We completed multidimensional validation of the model in two independent external populations, which was essential for considering/recommending application of the model in clinical practice [23]. Validation set A was established in a clinical setting, the same as the development set, but in a geographically separated region markedly different from Hua County in population structure. The excellent discrimination ability of this model in this external validation dataset suggested the outstanding generalizability of the model when applied in regions and populations different from the settings where it was developed. Validation set B, which was the control group in a large-scale RCT, recruited participants from the general population in the same region as the development set. Since the outcome in validation set B was ascertained in follow-up, the cases were those which had finally progressed to the cancerous stage, the very target of screening efforts [17]. Although the AUCs when predicting long-term outcomes were slightly lower than that in the two clinical datasets, this model showed generally good discrimination in the general population. The performance of the model in these external populations demonstrated its great potential to be applied in real-world ESCC opportunistic screening programs.

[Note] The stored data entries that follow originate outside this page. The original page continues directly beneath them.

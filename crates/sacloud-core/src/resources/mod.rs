//! Resource and data source handlers
//!
//! Each handler translates a [`ResourceData`] attribute bag into API calls on
//! the [`Client`] carried by the [`ProviderContext`], and writes the result
//! back into the bag.
//!
//! | type name | handler |
//! |---|---|
//! | `sakuracloud_dns_record` | [`dns_record::DnsRecordResource`] |
//! | `sakuracloud_ssh_key` | [`ssh_key::SshKeyResource`] |
//! | `sakuracloud_ssh_key_gen` | [`ssh_key_gen::SshKeyGenResource`] |
//! | `sakuracloud_dns` (data source) | [`dns::DnsDataSource`] |
//! | `sakuracloud_vpc_router` (data source) | [`vpc_router::VpcRouterDataSource`] |

pub mod dns;
pub mod dns_record;
pub mod ssh_key;
pub mod ssh_key_gen;
pub mod vpc_router;

use async_trait::async_trait;

use crate::error::{Error, Result};
use crate::mutex_kv::MutexKV;
use crate::schema::{ResourceData, Schema};
use crate::traits::Client;

/// Everything a handler needs besides its own attributes
#[derive(Clone)]
pub struct ProviderContext {
    /// API backend
    pub client: Client,
    /// Per-object locks for read-modify-write sequences
    pub locks: MutexKV,
}

impl ProviderContext {
    pub fn new(client: Client) -> Self {
        Self {
            client,
            locks: MutexKV::new(),
        }
    }
}

impl std::fmt::Debug for ProviderContext {
    fn fmt(&self, f: &mut std::fmt::Formatter<'_>) -> std::fmt::Result {
        f.debug_struct("ProviderContext")
            .field("backend", &self.client.backend_name())
            .field("locks", &self.locks)
            .finish()
    }
}

/// Trait for managed resources
///
/// `create` sets the id and leaves the bag in its read state; `delete`
/// clears the id. Handlers never retry: errors are terminal for the
/// operation.
#[async_trait]
pub trait ResourceHandler: Send + Sync {
    /// Attribute schema
    fn schema(&self) -> Schema;

    async fn create(&self, ctx: &ProviderContext, d: &mut ResourceData) -> Result<()>;

    async fn read(&self, ctx: &ProviderContext, d: &mut ResourceData) -> Result<()>;

    /// Update in place; resources whose attributes are all force-new keep
    /// this default
    async fn update(&self, _ctx: &ProviderContext, _d: &mut ResourceData) -> Result<()> {
        Err(Error::unsupported(
            "resource does not support in-place update; it must be replaced",
        ))
    }

    async fn delete(&self, ctx: &ProviderContext, d: &mut ResourceData) -> Result<()>;
}

/// Trait for read-only data sources
#[async_trait]
pub trait DataSourceHandler: Send + Sync {
    fn schema(&self) -> Schema;

    async fn read(&self, ctx: &ProviderContext, d: &mut ResourceData) -> Result<()>;
}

In real-world screening programs for ESCC, the optimal cutoff to define ‘high-risk individuals’ in a certain population should be carefully determined in advance. This decision must be made based on overall consideration of resource availability, population coverage, and the capacity of endoscopic examination in local healthcare facilities. To facilitate decision-making in varied scenarios, we set different cutoffs for risk stratification and evaluated the application performance of the model for each cutoff, rather than simply dividing the population into various risk groups using fixed cutoff points. In situations where the screening program aims to increase the detection rate of malignant lesions to achieve the highest public health benefit as possible with limited resources, we would recommend a higher risk cutoff. For example, the risk cutoff of 0.0585372 may be used to identify the top 5% of the whole population that are predicted to be at the highest risk, for whom endoscopic screening would be recommended. With that cutoff, our model could achieve a detection rate of 12.1% (8.2 times higher than that in universal screening) and reduce the number of endoscopies needed to detect one SDA from 68 to 8. This would greatly relieve the burden on local healthcare system. In contrast, a lower cutoff could be adopted if the human, medical, and financial resources are adequate; for example, a risk cutoff of 0.0185875 to identify 20% of the population for screening. In this case, the screening program could achieve a detection rate of 5.3%, 3.6-fold higher than that in universal screening, and could detect one SDA in every 19 endoscopic examinations on average. In the scenario where the priority of the screening program is to detect all cancer cases, we could still avoid over 30% of screening examinations compared with universal screening by adopting a cutoff of 0.0022627.

As a pre-screening tool prior to the screening examinations, our model can be used, theoretically, in combination with any screening technique for esophageal cancer. Among the screening techniques currently available, upper gastrointestinal endoscopy is the gold standard and has been widely used in China and worldwide. Other screening techniques to detect esophageal cancer such as cytosponge have been reported to be simple and low-cost. The application performance of our model in combination with other screening techniques needs to be further investigated in the future based on real-world data.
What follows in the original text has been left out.